Pemohon menuturkan, direksi BPJS tidak bisa menggunakan aset BPJS ketika aset Dewan Jaminan Sosial dalam keadaan tidak memadai untuk membayar klaim fasilitas kesehatan sehingga jaminan sosial Para Pemohon akan terganggu. Selain itu, pemisahan aset tersebut menjadikan direksi BPJS akan merasa aset BPJS sebagai miliknya. Padahal sebagai badan hukum publik, aset pemerintah dan tidak boleh dipisahkan karena merupakan aset rakyat.
Oleh karena itu, dalam Petitumnya, Pemohon meminta MK untuk menyatakan Pasal 21 ayat (2) beserta Penjelasannya, Pasal 25 ayat (1) huruf f, Pasal 41 ayat (2), Pasal 42, dan Pasal 43 ayat (2) UU BPJS bertentangan dengan UUD 1945 dan tidak memiliki kekuatan hukum mengikat.

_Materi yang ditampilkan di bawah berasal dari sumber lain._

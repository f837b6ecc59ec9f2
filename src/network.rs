use std::path::{ Path, PathBuf };

use crate::{
  error::{ Error, Result },
  scalar::Real,
  parameter::{ self, Param, Initializer },
  backend::{ Backend, Eager, Symbolic },
  graph::CompiledGraph,
  layer::{ Layer, Forward },
  Shape,
  Tensor,
};


/// How a [Network] executes its layers.

#[derive(Debug, Clone, Copy, PartialEq, Eq)]
pub enum Mode {
  /// Every call runs every layer on concrete data.
  Eager,
  /// The first call traces the layers into a graph; all calls evaluate that graph.
  Compiled,
}


/// Execution counters of a [Network].

#[derive(Debug, Clone, Copy, Default, PartialEq, Eq)]
pub struct Statistics {
  /// Invocations of any layer's forward logic, eager or symbolic.
  pub layer_calls: usize,
  pub eager_runs: usize,
  pub graph_builds: usize,
  pub graph_runs: usize,
}


/// Ordered sequence of layers, run either eagerly or as a compiled graph.
///
/// ```
/// use hybridize::{ Network, Dense, ActType, Initializer, Tensor };
///
/// let mut net = Network::new();
/// net.add(Dense::new(16).activation(ActType::Relu))
///    .add(Dense::new(2));
/// net.initialize(Initializer::Xavier);
///
/// let x = Tensor::<f32>::randn(&[1, 8]);
/// let eager = net.forward(&x).unwrap();
///
/// net.hybridize();
/// let compiled = net.forward(&x).unwrap();
/// assert!(eager.allclose(&compiled, 1e-5, 1e-6));
/// ```

pub struct Network<T: Real> {
  layers: Vec<Box<dyn Layer<T>>>,
  mode: Mode,
  graph: Option<CompiledGraph<T>>,
  stats: Statistics,
}

impl<T: Real> Default for Network<T> {
  fn default() -> Self {
    Self::new()
  }
}

impl<T: Real> Network<T> {
  pub fn new() -> Self {
    Self {
      layers: vec![],
      mode: Mode::Eager,
      graph: None,
      stats: Statistics::default(),
    }
  }

  /// Append a layer.
  ///
  /// Layers added after the network has been traced are not part of its graph.

  pub fn add(&mut self, layer: impl Layer<T> + 'static) -> &mut Self {
    self.layers.push(Box::new(layer));
    self
  }

  pub fn len(&self) -> usize {
    self.layers.len()
  }

  pub fn is_empty(&self) -> bool {
    self.layers.is_empty()
  }

  pub fn mode(&self) -> Mode {
    self.mode
  }

  pub fn is_hybridized(&self) -> bool {
    self.mode == Mode::Compiled
  }

  /// Switch to compiled execution. There is no way back.

  pub fn hybridize(&mut self) {
    self.mode = Mode::Compiled;
  }

  /// The cached graph, once the first compiled call has traced it.

  pub fn graph(&self) -> Option<&CompiledGraph<T>> {
    self.graph.as_ref()
  }

  pub fn statistics(&self) -> Statistics {
    Statistics {
      graph_runs: self.graph.as_ref().map_or(0, |graph| graph.runs() ),
      ..self.stats
    }
  }

  pub fn initialize(&self, default: Initializer) {
    for layer in &self.layers {
      layer.initialize(default);
    }
  }

  pub fn parameters(&self) -> Vec<Param<T>> {
    self.layers.iter()
      .flat_map(|layer| layer.parameters() )
      .collect()
  }

  pub fn forward(&mut self, input: &Tensor<T>) -> Result<Tensor<T>> {
    match self.mode {
      Mode::Eager => {
        let output = self.run_layers(&mut Eager, input)?;
        self.stats.eager_runs += 1;
        // Views of the input must not leak out
        if output.shared_with(input) {
          Ok(output.detach())
        } else {
          Ok(output)
        }
      },
      Mode::Compiled => {
        if self.graph.is_none() {
          let traced = Self::trace(&self.layers, &mut self.stats, input.shape())?;
          self.graph = Some(traced);
        }
        self.graph.as_mut()
          .ok_or(Error::NotTraced)?
          .run(input)
      },
    }
  }

  fn run_layers<B>(&mut self, f: &mut B, x: &B::Value) -> Result<B::Value>
  where
    B: Backend<T>,
    dyn Layer<T>: Forward<T, B>,
  {
    Self::run_with(&self.layers, &mut self.stats, f, x)
  }

  fn run_with<B>(layers: &[Box<dyn Layer<T>>], stats: &mut Statistics, f: &mut B, x: &B::Value) -> Result<B::Value>
  where
    B: Backend<T>,
    dyn Layer<T>: Forward<T, B>,
  {
    let mut x = x.clone();
    for layer in layers {
      x = Forward::<T, B>::forward(&**layer, f, &x)?;
      stats.layer_calls += 1;
    }
    Ok(x)
  }

  fn trace(layers: &[Box<dyn Layer<T>>], stats: &mut Statistics, shape: &Shape) -> Result<CompiledGraph<T>> {
    let mut f = Symbolic::new();
    let x = f.placeholder("data", shape);
    let y = Self::run_with(layers, stats, &mut f, &x)?;
    let graph = f.finish(&y)?;
    stats.graph_builds += 1;
    Ok(graph)
  }

  pub fn save_parameters(&self, path: impl AsRef<Path>) -> Result<()> {
    parameter::save(path, &self.parameters())
  }

  /// Overwrite parameters with values saved by [save_parameters](Network::save_parameters).
  ///
  /// Values are written in place, so an already compiled graph picks them up.
  /// Nothing gets written unless every parameter has a matching entry in the file.

  pub fn load_parameters(&self, path: impl AsRef<Path>) -> Result<()> {
    let values = parameter::load::<T>(path)?;
    let params = self.parameters();
    let mut staged = Vec::with_capacity(params.len());
    for param in &params {
      let value = values.get(param.name())
        .ok_or_else(|| Error::MissingParameter(param.name().to_string()) )?;
      param.check_data(value)?;
      staged.push((param, value));
    }
    for (param, value) in staged {
      param.set_data(value)?;
    }
    Ok(())
  }

  /// Export the compiled graph and its parameters.
  ///
  /// Requires a hybridized network that has been run at least once.

  pub fn export(&self, prefix: impl AsRef<Path>, epoch: usize) -> Result<(PathBuf, PathBuf)> {
    self.graph.as_ref()
      .ok_or(Error::NotTraced)?
      .export(prefix, epoch)
  }
}

impl<T: Real> std::fmt::Debug for Network<T> {
  fn fmt(&self, f: &mut std::fmt::Formatter) -> std::fmt::Result {
    f.debug_struct("Network")
      .field("layers", &self.layers.iter().map(|layer| layer.name() ).collect::<Vec<_>>())
      .field("mode", &self.mode)
      .field("stats", &self.statistics())
      .finish()
  }
}

impl<T: Real> std::fmt::Display for Network<T> {
  fn fmt(&self, f: &mut std::fmt::Formatter) -> std::fmt::Result {
    writeln!(f, "Network({:?})", self.mode)?;
    for layer in &self.layers {
      write!(f, "  {}", layer.name())?;
      for param in layer.parameters() {
        write!(f, " {} {}", param.name(), param.shape())?;
      }
      writeln!(f)?;
    }
    Ok(())
  }
}


#[cfg(test)]
mod tests {
  use std::cell::Cell;
  use std::rc::Rc;

  use super::*;
  use crate::{ ActType, Block, Dense, Flatten, HybridBlock };

  fn mlp() -> Network<f32> {
    let mut net = Network::new();
    net.add(Dense::new(256).activation(ActType::Relu))
       .add(Dense::new(128).activation(ActType::Relu))
       .add(Dense::new(2));
    net.initialize(Initializer::default());
    net
  }

  fn temp_prefix(tag: &str) -> PathBuf {
    std::env::temp_dir().join(format!("hybridize-{tag}-{}", std::process::id()))
  }

  /// Wraps a layer and counts how often its forward logic runs.

  struct Counted {
    inner: Dense<f32>,
    calls: Rc<Cell<usize>>,
  }

  impl Block<f32> for Counted {
    fn name(&self) -> &str {
      self.inner.name()
    }

    fn parameters(&self) -> Vec<Param<f32>> {
      self.inner.parameters()
    }
  }

  impl HybridBlock<f32> for Counted {
    fn hybrid_forward<B: Backend<f32>>(&self, f: &mut B, x: &B::Value) -> Result<B::Value> {
      self.calls.set(self.calls.get() + 1);
      self.inner.hybrid_forward(f, x)
    }
  }

  #[test]
  fn eager_matches_compiled() {
    let mut net = mlp();
    let x = Tensor::randn(&[1, 512]);
    let eager = net.forward(&x).unwrap();
    assert_eq!(eager.shape().dims, vec![1, 2]);

    net.hybridize();
    let compiled = net.forward(&x).unwrap();
    assert_eq!(compiled.shape().dims, vec![1, 2]);
    assert!(eager.allclose(&compiled, 1e-5, 1e-6));
  }

  #[test]
  fn layers_run_once_after_hybridize() {
    let calls = Rc::new(Cell::new(0));
    let mut net = Network::new();
    net.add(Counted { inner: Dense::new(8).activation(ActType::Tanh), calls: calls.clone() })
       .add(Counted { inner: Dense::new(3), calls: calls.clone() });
    net.initialize(Initializer::Xavier);

    net.forward(&Tensor::randn(&[2, 4])).unwrap();
    net.forward(&Tensor::randn(&[2, 4])).unwrap();
    assert_eq!(calls.get(), 4);

    net.hybridize();
    for _ in 0..5 {
      net.forward(&Tensor::randn(&[2, 4])).unwrap();
    }
    assert_eq!(calls.get(), 6);

    let stats = net.statistics();
    assert_eq!(stats, Statistics { layer_calls: 6, eager_runs: 2, graph_builds: 1, graph_runs: 5 });
  }

  #[test]
  fn compiled_outputs_follow_inputs() {
    let mut net = mlp();
    net.hybridize();
    let a = Tensor::randn(&[1, 512]);
    let b = Tensor::randn(&[1, 512]);
    let out_a = net.forward(&a).unwrap();
    let out_b = net.forward(&b).unwrap();
    assert!(!out_a.allclose(&out_b, 0.0, 0.0));
    assert!(net.forward(&a).unwrap().allclose(&out_a, 1e-6, 1e-7));
  }

  #[test]
  fn hybridize_is_sticky() {
    let mut net = mlp();
    assert_eq!(net.mode(), Mode::Eager);
    net.hybridize();
    net.hybridize();
    assert!(net.is_hybridized());
    assert!(net.graph().is_none());
    net.forward(&Tensor::randn(&[1, 512])).unwrap();
    assert_eq!(net.graph().unwrap().nodes().len(), 12);
  }

  #[test]
  fn shape_mismatch_fails_fast() {
    let mut net = mlp();
    net.forward(&Tensor::randn(&[1, 512])).unwrap();
    let err = net.forward(&Tensor::randn(&[1, 100])).unwrap_err();
    assert!(matches!(err, Error::ShapeMismatch { .. }));

    net.hybridize();
    net.forward(&Tensor::randn(&[1, 512])).unwrap();
    let err = net.forward(&Tensor::randn(&[1, 100])).unwrap_err();
    assert!(matches!(err, Error::ShapeMismatch { .. }));
    assert_eq!(net.statistics().graph_builds, 1);
  }

  #[test]
  fn unbatched_input_mismatch() {
    let mut net = Network::<f32>::new();
    net.add(Dense::new(2).in_units(4));
    net.initialize(Initializer::Ones);
    let err = net.forward(&Tensor::ones(&[3])).unwrap_err();
    assert!(matches!(err, Error::ShapeMismatch { .. }));

    net.hybridize();
    assert_eq!(net.forward(&Tensor::ones(&[4])).unwrap(), Tensor::fill(&[1, 2], 4.0));
    let err = net.forward(&Tensor::ones(&[3])).unwrap_err();
    assert!(matches!(err, Error::ShapeMismatch { .. }));
  }

  #[test]
  fn eager_output_never_aliases_input() {
    let mut net = Network::<f32>::new();
    let x = Tensor::ones(&[2, 3]);
    assert!(!net.forward(&x).unwrap().shared_with(&x));
    net.add(Flatten::new());
    let y = net.forward(&x).unwrap();
    assert!(!y.shared_with(&x));
    assert_eq!(y, x);
  }

  #[test]
  fn uninitialized_network() {
    let mut net = Network::<f32>::new();
    net.add(Dense::new(2));
    let err = net.forward(&Tensor::ones(&[1, 3])).unwrap_err();
    assert!(matches!(err, Error::UninitializedParameter(_)));

    net.hybridize();
    let err = net.forward(&Tensor::ones(&[1, 3])).unwrap_err();
    assert!(matches!(err, Error::UninitializedParameter(_)));
    assert!(net.graph().is_none());
  }

  #[test]
  fn parameter_updates_reach_the_graph() {
    let mut net = Network::<f32>::new();
    net.add(Dense::named("scale", 1).in_units(2));
    net.initialize(Initializer::Zeros);
    net.hybridize();
    let x = Tensor::new(&[1, 2], vec![1.0, 2.0]);
    assert_eq!(net.forward(&x).unwrap().item(), 0.0);

    net.parameters()[0].set_data(&Tensor::new(&[2, 1], vec![1.0, 1.0])).unwrap();
    assert_eq!(net.forward(&x).unwrap().item(), 3.0);
  }

  #[test]
  fn flatten_and_batches() {
    let mut net = Network::<f64>::new();
    net.add(Flatten::new()).add(Dense::new(3));
    net.initialize(Initializer::Xavier);
    net.hybridize();
    assert_eq!(net.forward(&Tensor::randn(&[4, 2, 2])).unwrap().shape().dims, vec![4, 3]);
    assert_eq!(net.forward(&Tensor::randn(&[9, 2, 2])).unwrap().shape().dims, vec![9, 3]);
  }

  #[test]
  fn save_and_load_parameters() {
    let mut source = mlp();
    let x = Tensor::randn(&[1, 512]);
    let expected = source.forward(&x).unwrap();
    let path = temp_prefix("params").with_extension("params");
    source.save_parameters(&path).unwrap();

    let mut target = Network::<f32>::new();
    for layer in &source.layers {
      let params = layer.parameters();
      let weight = &params[0];
      let mut dense = Dense::named(layer.name(), weight.shape()[-1]);
      if layer.name() != source.layers[2].name() {
        dense = dense.activation(ActType::Relu);
      }
      target.add(dense);
    }
    target.hybridize();
    target.load_parameters(&path).unwrap();
    std::fs::remove_file(&path).unwrap();
    assert!(target.forward(&x).unwrap().allclose(&expected, 1e-5, 1e-6));
  }

  #[test]
  fn failed_load_changes_nothing() {
    let mut source = Network::<f32>::new();
    source.add(Dense::named("a", 2).in_units(2));
    source.initialize(Initializer::Ones);
    let path = temp_prefix("partial").with_extension("params");
    source.save_parameters(&path).unwrap();

    let mut target = Network::<f32>::new();
    target.add(Dense::named("a", 2).in_units(2))
          .add(Dense::named("b", 2).in_units(2));
    target.initialize(Initializer::Zeros);
    let err = target.load_parameters(&path).unwrap_err();
    std::fs::remove_file(&path).unwrap();
    assert!(matches!(err, Error::MissingParameter(name) if name == "b_weight"));
    for param in target.parameters() {
      assert_eq!(param.data().unwrap(), Tensor::zeros(&param.shape().dims));
    }
  }

  #[test]
  fn export_and_import() {
    let mut net = mlp();
    assert!(matches!(net.export(temp_prefix("untraced"), 0), Err(Error::NotTraced)));

    net.hybridize();
    let x = Tensor::randn(&[1, 512]);
    let expected = net.forward(&x).unwrap();
    let (symbol_file, params_file) = net.export(temp_prefix("mlp"), 0).unwrap();
    assert!(params_file.to_string_lossy().ends_with("-0000.params"));

    let mut imported = CompiledGraph::<f32>::import(&symbol_file, &params_file).unwrap();
    std::fs::remove_file(&symbol_file).unwrap();
    std::fs::remove_file(&params_file).unwrap();
    assert!(imported.run(&x).unwrap().allclose(&expected, 1e-6, 1e-7));
  }
}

Menanggapi permohonan Pemohon, Majelis Hakim Panel yang diketuai Hakim Konstitusi Patrialis Akbar menyarankan Pemohon untuk memperbaiki susunan petitumnya. “Mestinya pertama Anda mohon dulu ini bahwa bertentangan dengan UUD 1945, kemudian berikutnya sebagai konsekuensinya maka tidak mempunyai kekuatan hukum mengikat. Itu biasanya dipisahkan,” ujar Hakim Konstitusi I Dewa Gede Palguna.